Roberts, who has been in Washington for nearly 50 years, refused to debate Wolf, and Roberts’ team alleged the two did not differ significantly on the issues to even have one. Wolf’s allies said Roberts, who called for Health and Human Services Secretary Kathleen Sebelius to resign as he moved right before the primary, would be more willing to compromise with another six-year term. 

The Senate Conservatives Fund, Tea Party Patriots, and the Madison Project backed Wolf, who started picking up momentum in the final weeks of the campaign. But institutional Tea Party forces spent millions in the Mississippi Senate runoff backing Chris McDaniel, which prevented them from coalescing their resources around the upstart challenger. 

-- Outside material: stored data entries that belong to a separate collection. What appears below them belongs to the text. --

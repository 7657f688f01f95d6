//! Polymorphic record protocol: the store's `set`/`get` entry points.
//!
//! A value is written as one of a closed set of storable shapes
//! ([`StorableValue`]); a custom type participates by implementing
//! [`Persistent`], which pairs a stable reconstruction tag with a
//! `decompose`/`restore` hook pair. On read, the tag stored in the
//! `__pyclass__` attribute is resolved through an explicit registry; an
//! unknown tag is an error, never a silent fallback to raw bytes.
//!
//! Write ordering for tagged records: the payload is flushed before the
//! attributes and the tag are attached, so the reconstruction tag only
//! becomes "live" once the payload is durable.

use std::any::Any;
use std::collections::BTreeMap;
use std::fmt::Debug;

use ahash::AHashMap;
use once_cell::sync::Lazy;
use parking_lot::RwLock;

use crate::attrs;
use crate::data::{ArrayData, AttrMap, AttrValue};
use crate::file::{quote, unquote, DsetPayload, StoreFile};
use crate::{Result, StoreError, PYCLASS_ATTR};

/// The closed set of storable shapes.
#[derive(Debug, Clone, PartialEq)]
pub enum StorableValue {
    /// Nested mapping; one child node per key.
    Group(BTreeMap<String, StorableValue>),
    /// Flat sequence of text (variable-length string array).
    Text(Vec<String>),
    /// Typed N-d array.
    Array(ArrayData),
    /// Numeric rows of differing lengths.
    Ragged(Vec<Vec<f64>>),
    /// Opaque binary scalar.
    Bytes(Vec<u8>),
    /// A bare scalar or small list.
    Attr(AttrValue),
}

impl StorableValue {
    /// Short description used in error messages.
    pub fn repr(&self) -> String {
        match self {
            StorableValue::Group(m) => format!("a group with {} members", m.len()),
            StorableValue::Text(v) => format!("{} strings", v.len()),
            StorableValue::Array(a) => format!("{:?} array of shape {:?}", a.dtype(), a.shape()),
            StorableValue::Ragged(r) => format!("{} ragged rows", r.len()),
            StorableValue::Bytes(b) => format!("{} raw bytes", b.len()),
            StorableValue::Attr(a) => format!("{:?}", a),
        }
    }
}

/// What `get` materializes below a node.
#[derive(Debug)]
pub enum Payload {
    /// Group children, each possibly restored to a typed object.
    Tree(BTreeMap<String, Retrieved>),
    /// Dataset value.
    Leaf(StorableValue),
}

impl Payload {
    pub fn tree(self) -> Result<BTreeMap<String, Retrieved>> {
        match self {
            Payload::Tree(children) => Ok(children),
            Payload::Leaf(v) => Err(StoreError::NotAGroup(v.repr())),
        }
    }

    pub fn leaf(self) -> Result<StorableValue> {
        match self {
            Payload::Leaf(v) => Ok(v),
            Payload::Tree(_) => Err(StoreError::NotADataset("a group".to_string())),
        }
    }
}

/// Result of a `get`: either the raw stored shape or a restored object.
#[derive(Debug)]
pub enum Retrieved {
    Raw { payload: Payload, attrs: AttrMap },
    Object(Box<dyn DynRecord>),
}

impl Retrieved {
    /// Flatten back into a storable shape; fails on restored objects.
    pub fn into_value(self) -> Result<StorableValue> {
        match self {
            Retrieved::Raw { payload: Payload::Leaf(v), .. } => Ok(v),
            Retrieved::Raw { payload: Payload::Tree(children), .. } => {
                let mut map = BTreeMap::new();
                for (k, child) in children {
                    map.insert(k, child.into_value()?);
                }
                Ok(StorableValue::Group(map))
            }
            Retrieved::Object(obj) => Err(StoreError::Serialization(format!(
                "cannot flatten an object restored as {}",
                obj.type_tag()
            ))),
        }
    }

    pub fn into_array(self) -> Result<ArrayData> {
        match self.into_value()? {
            StorableValue::Array(a) => Ok(a),
            other => Err(StoreError::NotADataset(other.repr())),
        }
    }

    pub fn into_text(self) -> Result<Vec<String>> {
        match self.into_value()? {
            StorableValue::Array(ArrayData::Str(a)) => Ok(a.iter().cloned().collect()),
            other => Err(StoreError::NotADataset(other.repr())),
        }
    }

    pub fn attrs(&self) -> Option<&AttrMap> {
        match self {
            Retrieved::Raw { attrs, .. } => Some(attrs),
            Retrieved::Object(_) => None,
        }
    }

    /// Downcast a restored object to its concrete type.
    pub fn downcast_ref<T: Persistent + Debug + Send>(&self) -> Option<&T> {
        match self {
            Retrieved::Object(obj) => obj.as_any().downcast_ref(),
            Retrieved::Raw { .. } => None,
        }
    }
}

/// A type that can round-trip through the store with a stable tag.
pub trait Persistent: Sized + 'static {
    /// Stable reconstruction tag, dotted-name-shaped for format
    /// compatibility.
    const TAG: &'static str;

    /// Split into a storable shape plus attributes.
    fn decompose(&self) -> Result<(StorableValue, AttrMap)>;

    /// Rebuild from the materialized node.
    fn restore(payload: Payload, attrs: AttrMap) -> Result<Self>;
}

/// Object-safe view of a restored record.
pub trait DynRecord: Any + Debug + Send {
    fn as_any(&self) -> &dyn Any;
    fn type_tag(&self) -> &'static str;
}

Wolf, who trailed by as much as 52 points in January, ran as the consummate outsider, reminding voters that he was a doctor first and put his patients above campaigning. But his campaign got off to a rocky start in February after the Topeka Capitol-Journal  reported a story about a “collection of gruesome X-ray images of gunshot fatalities and medical injuries” that Wolf posted to his Facebook page. Wolf also “participated in online commentary layered with macabre jokes and descriptions of carnage.”  The Topeka Capitol-Journal noted that Wolf “legally uploaded” the images “to public social media sites and other online venues for educational purposes,” and the photos “also served, [according to Wolf], to demonstrate evil lurking in the world.”

Wolf acknowledged his “mistake” and took “full responsibility” for publishing the photos and making “insensitive comments.” And though Wolf criticized Roberts for a “desperate attack,” the photos may have cost him the endorsement of the Club for Growth and blunted any momentum he was starting to gain. When Wolf started to close the deficit in the campaign’s home stretch, Republican establishment strategists wondered if the X-ray story hit too early in the cycle, allowing Wolf time to reintroduce himself to voters. Wolf was able to rebound from the negative February news cycle, but it wasn’t enough to topple Roberts.